**WORK TASK**
Only the stretch of the listing below that runs from the line with "use std::path::Path;" through the line with "let file = File::create(path)" is to be printed, exactly and with both ends.

-- Opening Marker --

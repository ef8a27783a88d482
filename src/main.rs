mod app;
mod archive;
mod cli;
mod record;
mod report;
mod state;
mod stats;

use crate::app::{App, RunMode};
use crate::cli::{Args, Command};
use crate::state::app_settings::AppSettings;
use crate::state::messages::{IngestRequest, IngestResponse};
use crate::state::network::IngestWorker;
use crate::state::refresher::PeriodicRefresher;
use anyhow::{Context, bail};
use chrono::{Local, NaiveDate};
use clap::Parser;
use log::{info, warn};
use ncaa_api::season::Season;
use std::fs::File;
use std::io::{self, BufWriter, Write};
use std::path::Path;
use std::time::Duration;
use tokio::sync::mpsc;

#[tokio::main]
async fn main() -> anyhow::Result<()> {
    better_panic::install();

    let args = Args::parse();
    let settings = AppSettings::from_args(&args);
    settings.init_logging();

    let today = Local::now().date_naive();
    let mode = match args.command {
        Command::Watch { .. } => RunMode::Watch,
        _ => RunMode::Batch,
    };
    // Resolve the work up front so a bad season label fails before any fetch.
    let planned = plan_requests(&args.command, today)?;
    info!(
        "{} league, threshold {}, {} requests planned",
        settings.league.label(),
        settings.threshold,
        planned.len()
    );

    let archive = settings.plays_path.as_deref().map(open_archive).transpose()?;

    let (ingest_req_tx, ingest_req_rx) = mpsc::channel::<IngestRequest>(100);
    let (ingest_resp_tx, ingest_resp_rx) = mpsc::channel::<IngestResponse>(100);

    // Ingest thread
    let worker = IngestWorker::new(&settings, ingest_req_rx, ingest_resp_tx);
    let worker_task = tokio::spawn(worker.run());

    // Request feeder: a fixed batch, or the periodic refresher in watch mode.
    let feeder_task = match args.command {
        Command::Watch { interval } => {
            let refresher = PeriodicRefresher::new(ingest_req_tx, Duration::from_secs(interval));
            tokio::spawn(refresher.run())
        }
        _ => tokio::spawn(feed_requests(planned, ingest_req_tx)),
    };

    let mut app = App::new(settings, mode).with_archive(archive);
    let mut stdout = io::stdout().lock();
    main_loop(&mut app, ingest_resp_rx, &mut stdout).await?;

    feeder_task.abort();
    worker_task.abort();

    app.finish(&mut stdout)?;

    if mode == RunMode::Batch && app.records.is_empty() && (app.errors > 0 || app.failed > 0) {
        bail!(
            "nothing could be scanned ({} errors, {} failed fetches)",
            app.errors,
            app.failed
        );
    }
    Ok(())
}

fn open_archive(path: &Path) -> anyhow::Result<Box<dyn Write>> {
    let file = File::create(path)
        .with_context(|| format!("cannot create play archive {}", path.display()))?;
    info!("archiving plays to {}", path.display());
    Ok(Box::new(BufWriter::new(file)))
}

/// Turn a batch command into the requests the ingest worker should run.
fn plan_requests(command: &Command, today: NaiveDate) -> anyhow::Result<Vec<IngestRequest>> {
    let date_requests = |seasons: Vec<Season>| -> Vec<IngestRequest> {
        seasons
            .iter()
            .flat_map(|s| s.dates())
            .map(|date| IngestRequest::ScanDate { date })
            .collect()
    };

    let requests = match command {
        Command::Game { game_id } => {
            vec![IngestRequest::ScanGame { game_id: game_id.clone() }]
        }
        Command::Date { date } => {
            vec![IngestRequest::ScanDate { date: date.unwrap_or(today) }]
        }
        Command::Season { label } => {
            let season = Season::parse(label, today).with_context(|| {
                format!("'{label}' is not a started season (expected e.g. 2023-24)")
            })?;
            date_requests(vec![season])
        }
        Command::Seasons { count } => {
            let seasons = Season::recent(usize::from(*count), today);
            if seasons.is_empty() {
                bail!("no season has started yet");
            }
            date_requests(seasons)
        }
        Command::Watch { .. } => Vec::new(),
    };
    Ok(requests)
}

async fn feed_requests(
    requests: Vec<IngestRequest>,
    ingest_requests: mpsc::Sender<IngestRequest>,
) {
    for request in requests {
        if ingest_requests.send(request).await.is_err() {
            break;
        }
    }
    // Dropping the sender lets the worker drain and exit.
}

async fn main_loop(
    app: &mut App,
    mut ingest_responses: mpsc::Receiver<IngestResponse>,
    out: &mut impl io::Write,
) -> anyhow::Result<()> {
    loop {
        tokio::select! {
            response = ingest_responses.recv() => {
                let Some(response) = response else {
                    break;
                };
                app.on_response(response, out)?;
                out.flush()?;
            }

            _ = tokio::signal::ctrl_c() => {
                warn!("interrupted, summarizing what was scanned so far");
                break;
            }
        }
    }
    Ok(())
}

#[cfg(test)]
mod tests {
    use super::*;

    fn ymd(y: i32, m: u32, d: u32) -> NaiveDate {
        NaiveDate::from_ymd_opt(y, m, d).unwrap()
    }

    #[test]
    fn date_defaults_to_today() {
        let today = ymd(2025, 3, 20);
        let requests = plan_requests(&Command::Date { date: None }, today).unwrap();
        assert!(
            matches!(requests.as_slice(), [IngestRequest::ScanDate { date }] if *date == today)
        );
    }

    #[test]
    fn season_expands_to_every_day() {
        let requests =
            plan_requests(&Command::Season { label: "2023-24".into() }, ymd(2026, 10, 19)).unwrap();
        // Nov 1 2023 .. Apr 10 2024, leap year.
        assert_eq!(requests.len(), 30 + 31 + 31 + 29 + 31 + 10);
    }

    #[test]
    fn bad_season_label_fails_early() {
        let today = ymd(2026, 1, 1);
        assert!(plan_requests(&Command::Season { label: "2023-25".into() }, today).is_err());
    }

    #[test]
    fn overflowing_season_label_is_an_error_not_a_panic() {
        let command = Command::Season { label: "2147483647-48".into() };
        let err = plan_requests(&command, ymd(2026, 1, 1)).unwrap_err();
        assert!(err.to_string().contains("2147483647-48"), "{err}");
    }

    #[test]
    fn archive_in_a_missing_directory_fails_up_front() {
        let path = std::env::temp_dir().join("r69w-no-such-dir").join("plays.jsonl");
        assert!(open_archive(&path).is_err());
    }

    #[test]
    fn watch_plans_nothing_up_front() {
        let requests = plan_requests(&Command::Watch { interval: 30 }, ymd(2026, 1, 1)).unwrap();
        assert!(requests.is_empty());
    }
}
use crate::record::GameRecord;
use crate::state::app_settings::AppSettings;
use crate::state::messages::{IngestRequest, IngestResponse};
use chrono::NaiveDate;
use futures_util::StreamExt;
use futures_util::stream;
use log::{debug, error, info, warn};
use ncaa_api::{Game, GameDetail};
use ncaa_api::client::{ApiError, NcaaApi};
use ncaa_api::r69::Detector;
use tokio::sync::mpsc;

/// Owns all ESPN traffic. Pulls requests off one channel, pushes results onto
/// another, and exits when the request side hangs up.
pub struct IngestWorker {
    client: NcaaApi,
    detector: Detector,
    concurrency: usize,
    archive_plays: bool,
    requests: mpsc::Receiver<IngestRequest>,
    responses: mpsc::Sender<IngestResponse>,
}

impl IngestWorker {
    pub fn new(
        settings: &AppSettings,
        requests: mpsc::Receiver<IngestRequest>,
        responses: mpsc::Sender<IngestResponse>,
    ) -> Self {
        let client = NcaaApi::new(settings.league).with_timeout(settings.request_timeout);
        Self::with_client(client, settings, requests, responses)
    }

    pub fn with_client(
        client: NcaaApi,
        settings: &AppSettings,
        requests: mpsc::Receiver<IngestRequest>,
        responses: mpsc::Sender<IngestResponse>,
    ) -> Self {
        Self {
            client,
            detector: Detector::new(settings.threshold),
            concurrency: settings.concurrency.max(1),
            archive_plays: settings.archive_plays(),
            requests,
            responses,
        }
    }

    pub async fn run(mut self) {
        while let Some(request) = self.requests.recv().await {
            let result = match request {
                IngestRequest::ScanGame { game_id } => self.handle_scan_game(&game_id).await,
                IngestRequest::ScanDate { date } => self.handle_scan_date(date).await,
            };

            let response = result.unwrap_or_else(|err| IngestResponse::Error {
                message: err.to_string(),
            });

            if let Err(e) = self.responses.send(response).await {
                error!("Failed to send ingest response: {e}");
                break;
            }
        }
        debug!("ingest worker shutting down");
    }

    async fn handle_scan_game(&self, game_id: &str) -> Result<IngestResponse, ApiError> {
        debug!("scanning game {game_id}");
        let detail = self.client.fetch_game_detail(game_id).await?;
        if detail.plays.is_empty() {
            return Err(ApiError::NotFound(format!("no play-by-play for game {game_id}")));
        }
        let record = self.record(detail.game.clone(), &detail);
        Ok(IngestResponse::GameScanned { record })
    }

    async fn handle_scan_date(&self, date: NaiveDate) -> Result<IngestResponse, ApiError> {
        let games: Vec<Game> = self
            .client
            .fetch_scoreboard(date)
            .await?
            .into_iter()
            .filter(Game::has_plays)
            .collect();
        info!("{date}: {} started games", games.len());

        let results: Vec<Result<GameRecord, ApiError>> = stream::iter(games)
            .map(|game| self.scan(game))
            .buffer_unordered(self.concurrency)
            .collect()
            .await;

        let mut failed = 0;
        let mut records = Vec::with_capacity(results.len());
        for result in results {
            match result {
                Ok(record) => records.push(record),
                Err(e) => {
                    warn!("{date}: skipping game: {e}");
                    failed += 1;
                }
            }
        }
        // buffer_unordered finishes in whatever order ESPN answers.
        records.sort_by(|a, b| {
            a.game
                .start_time
                .cmp(&b.game.start_time)
                .then_with(|| a.game.id.cmp(&b.game.id))
        });

        Ok(IngestResponse::DateScanned { date, records, failed })
    }

    async fn scan(&self, game: Game) -> Result<GameRecord, ApiError> {
        let detail = self.client.fetch_game_detail(&game.id).await?;
        debug!("game {}: {} plays", game.id, detail.plays.len());
        Ok(self.record(game, &detail))
    }

    fn record(&self, game: Game, detail: &GameDetail) -> GameRecord {
        let record = GameRecord::build(game, detail, &self.detector);
        if self.archive_plays { record.with_plays(detail) } else { record }
    }
}

#[cfg(test)]
mod tests {
    use super::*;
    use ncaa_api::League;

    const SCOREBOARD: &str = r#"{ "events": [
        { "id": "1", "date": "2025-01-11T17:00Z",
          "status": { "period": 2, "type": { "name": "STATUS_FINAL" } },
          "competitions": [{ "competitors": [
              { "id": "10", "homeAway": "home", "score": "80",
                "team": { "id": "10", "shortDisplayName": "Duke" } },
              { "id": "20", "homeAway": "away", "score": "71",
                "team": { "id": "20", "shortDisplayName": "UNC" } } ] }] },
        { "id": "2", "date": "2025-01-11T23:00Z",
          "status": { "type": { "name": "STATUS_SCHEDULED" } },
          "competitions": [{ "competitors": [] }] },
        { "id": "3", "date": "2025-01-11T19:00Z",
          "status": { "period": 2, "type": { "name": "STATUS_FINAL" } },
          "competitions": [{ "competitors": [
              { "id": "30", "homeAway": "home", "score": "60" },
              { "id": "40", "homeAway": "away", "score": "58" } ] }] }
    ] }"#;

    const SUMMARY_ONE: &str = r#"{ "plays": [
        { "period": { "number": 2 }, "clock": { "displayValue": "6:00" },
          "homeScore": 66, "awayScore": 64 },
        { "period": { "number": 2 }, "clock": { "displayValue": "5:30" },
          "homeScore": 69, "awayScore": 64, "text": "Three" }
    ] }"#;

    const SUMMARY_THREE: &str = r#"{ "plays": [
        { "period": { "number": 2 }, "clock": { "displayValue": "0:00" },
          "homeScore": 60, "awayScore": 58 }
    ] }"#;

    type Harness = (mpsc::Sender<IngestRequest>, mpsc::Receiver<IngestResponse>, IngestWorker);

    fn worker_with(base_url: String, settings: &AppSettings) -> Harness {
        let (req_tx, req_rx) = mpsc::channel(4);
        let (resp_tx, resp_rx) = mpsc::channel(4);
        let client = NcaaApi::new(League::Mens).with_base_url(base_url);
        let worker = IngestWorker::with_client(client, settings, req_rx, resp_tx);
        (req_tx, resp_rx, worker)
    }

    fn worker(base_url: String) -> Harness {
        worker_with(base_url, &AppSettings::default())
    }

    #[tokio::test]
    async fn scans_started_games_for_a_date() {
        let mut server = mockito::Server::new_async().await;
        let _board = server
            .mock("GET", "/mens-college-basketball/scoreboard")
            .match_query(mockito::Matcher::Any)
            .with_body(SCOREBOARD)
            .create_async()
            .await;
        let _one = server
            .mock("GET", "/mens-college-basketball/summary")
            .match_query(mockito::Matcher::UrlEncoded("event".into(), "1".into()))
            .with_body(SUMMARY_ONE)
            .create_async()
            .await;
        let _three = server
            .mock("GET", "/mens-college-basketball/summary")
            .match_query(mockito::Matcher::UrlEncoded("event".into(), "3".into()))
            .with_body(SUMMARY_THREE)
            .create_async()
            .await;

        let (tx, mut rx, worker) = worker(server.url());
        let task = tokio::spawn(worker.run());

        let date = NaiveDate::from_ymd_opt(2025, 1, 11).unwrap();
        tx.send(IngestRequest::ScanDate { date }).await.unwrap();
        drop(tx);

        let Some(IngestResponse::DateScanned { records, failed, .. }) = rx.recv().await else {
            panic!("expected a scanned date");
        };
        task.await.unwrap();

        assert_eq!(failed, 0);
        let ids: Vec<&str> = records.iter().map(|r| r.game.id.as_str()).collect();
        assert_eq!(ids, vec!["1", "3"]);

        let first = &records[0];
        let event = first.event.as_ref().unwrap();
        assert_eq!(event.team_id, "10");
        assert_eq!(event.margin, 5);
        assert_eq!(event.elapsed_seconds, 2070);
        assert_eq!(first.r69w, Some(true));

        assert!(records[1].event.is_none());
    }

    #[tokio::test]
    async fn failed_summaries_are_counted_not_fatal() {
        let mut server = mockito::Server::new_async().await;
        let _board = server
            .mock("GET", "/mens-college-basketball/scoreboard")
            .match_query(mockito::Matcher::Any)
            .with_body(SCOREBOARD)
            .create_async()
            .await;
        let _one = server
            .mock("GET", "/mens-college-basketball/summary")
            .match_query(mockito::Matcher::UrlEncoded("event".into(), "1".into()))
            .with_status(500)
            .create_async()
            .await;
        let _three = server
            .mock("GET", "/mens-college-basketball/summary")
            .match_query(mockito::Matcher::UrlEncoded("event".into(), "3".into()))
            .with_body(SUMMARY_THREE)
            .create_async()
            .await;

        let (tx, mut rx, worker) = worker(server.url());
        tokio::spawn(worker.run());

        let date = NaiveDate::from_ymd_opt(2025, 1, 11).unwrap();
        tx.send(IngestRequest::ScanDate { date }).await.unwrap();

        let Some(IngestResponse::DateScanned { records, failed, .. }) = rx.recv().await else {
            panic!("expected a scanned date");
        };
        assert_eq!(failed, 1);
        assert_eq!(records.len(), 1);
        assert_eq!(records[0].game.id, "3");
    }

    #[tokio::test]
    async fn archiving_keeps_play_rows_on_the_record() {
        let mut server = mockito::Server::new_async().await;
        let _summary = server
            .mock("GET", "/mens-college-basketball/summary")
            .match_query(mockito::Matcher::UrlEncoded("event".into(), "1".into()))
            .with_body(SUMMARY_ONE)
            .create_async()
            .await;

        let settings = AppSettings { plays_path: Some("plays.jsonl".into()), ..Default::default() };
        let (tx, mut rx, worker) = worker_with(server.url(), &settings);
        tokio::spawn(worker.run());

        tx.send(IngestRequest::ScanGame { game_id: "1".into() }).await.unwrap();
        let Some(IngestResponse::GameScanned { record }) = rx.recv().await else {
            panic!("expected a scanned game");
        };
        assert_eq!(record.plays.len(), 2);
        assert_eq!(record.plays[1].game_id, "1");
        assert_eq!(record.plays[1].clock_seconds, 330);
        assert_eq!(record.plays[1].elapsed_seconds, 2070);
    }

    #[tokio::test]
    async fn single_game_without_plays_is_an_error() {
        let mut server = mockito::Server::new_async().await;
        let _summary = server
            .mock("GET", "/mens-college-basketball/summary")
            .match_query(mockito::Matcher::Any)
            .with_body(r#"{ "plays": [] }"#)
            .create_async()
            .await;

        let (tx, mut rx, worker) = worker(server.url());
        tokio::spawn(worker.run());

        tx.send(IngestRequest::ScanGame { game_id: "99".into() }).await.unwrap();
        let response = rx.recv().await;
        assert!(matches!(response, Some(IngestResponse::Error { .. })), "got {response:?}");
    }
}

-- Closing Marker --

**TASK ANSWER**
use std::path::Path;
use std::time::Duration;
use tokio::sync::mpsc;

#[tokio::main]
async fn main() -> anyhow::Result<()> {
    better_panic::install();

    let args = Args::parse();
    let settings = AppSettings::from_args(&args);
    settings.init_logging();

    let today = Local::now().date_naive();
    let mode = match args.command {
        Command::Watch { .. } => RunMode::Watch,
        _ => RunMode::Batch,
    };
    // Resolve the work up front so a bad season label fails before any fetch.
    let planned = plan_requests(&args.command, today)?;
    info!(
        "{} league, threshold {}, {} requests planned",
        settings.league.label(),
        settings.threshold,
        planned.len()
    );

    let archive = settings.plays_path.as_deref().map(open_archive).transpose()?;

    let (ingest_req_tx, ingest_req_rx) = mpsc::channel::<IngestRequest>(100);
    let (ingest_resp_tx, ingest_resp_rx) = mpsc::channel::<IngestResponse>(100);

    // Ingest thread
    let worker = IngestWorker::new(&settings, ingest_req_rx, ingest_resp_tx);
    let worker_task = tokio::spawn(worker.run());

    // Request feeder: a fixed batch, or the periodic refresher in watch mode.
    let feeder_task = match args.command {
        Command::Watch { interval } => {
            let refresher = PeriodicRefresher::new(ingest_req_tx, Duration::from_secs(interval));
            tokio::spawn(refresher.run())
        }
        _ => tokio::spawn(feed_requests(planned, ingest_req_tx)),
    };

    let mut app = App::new(settings, mode).with_archive(archive);
    let mut stdout = io::stdout().lock();
    main_loop(&mut app, ingest_resp_rx, &mut stdout).await?;

    feeder_task.abort();
    worker_task.abort();

    app.finish(&mut stdout)?;

    if mode == RunMode::Batch && app.records.is_empty() && (app.errors > 0 || app.failed > 0) {
        bail!(
            "nothing could be scanned ({} errors, {} failed fetches)",
            app.errors,
            app.failed
        );
    }
    Ok(())
}

fn open_archive(path: &Path) -> anyhow::Result<Box<dyn Write>> {
    let file = File::create(path)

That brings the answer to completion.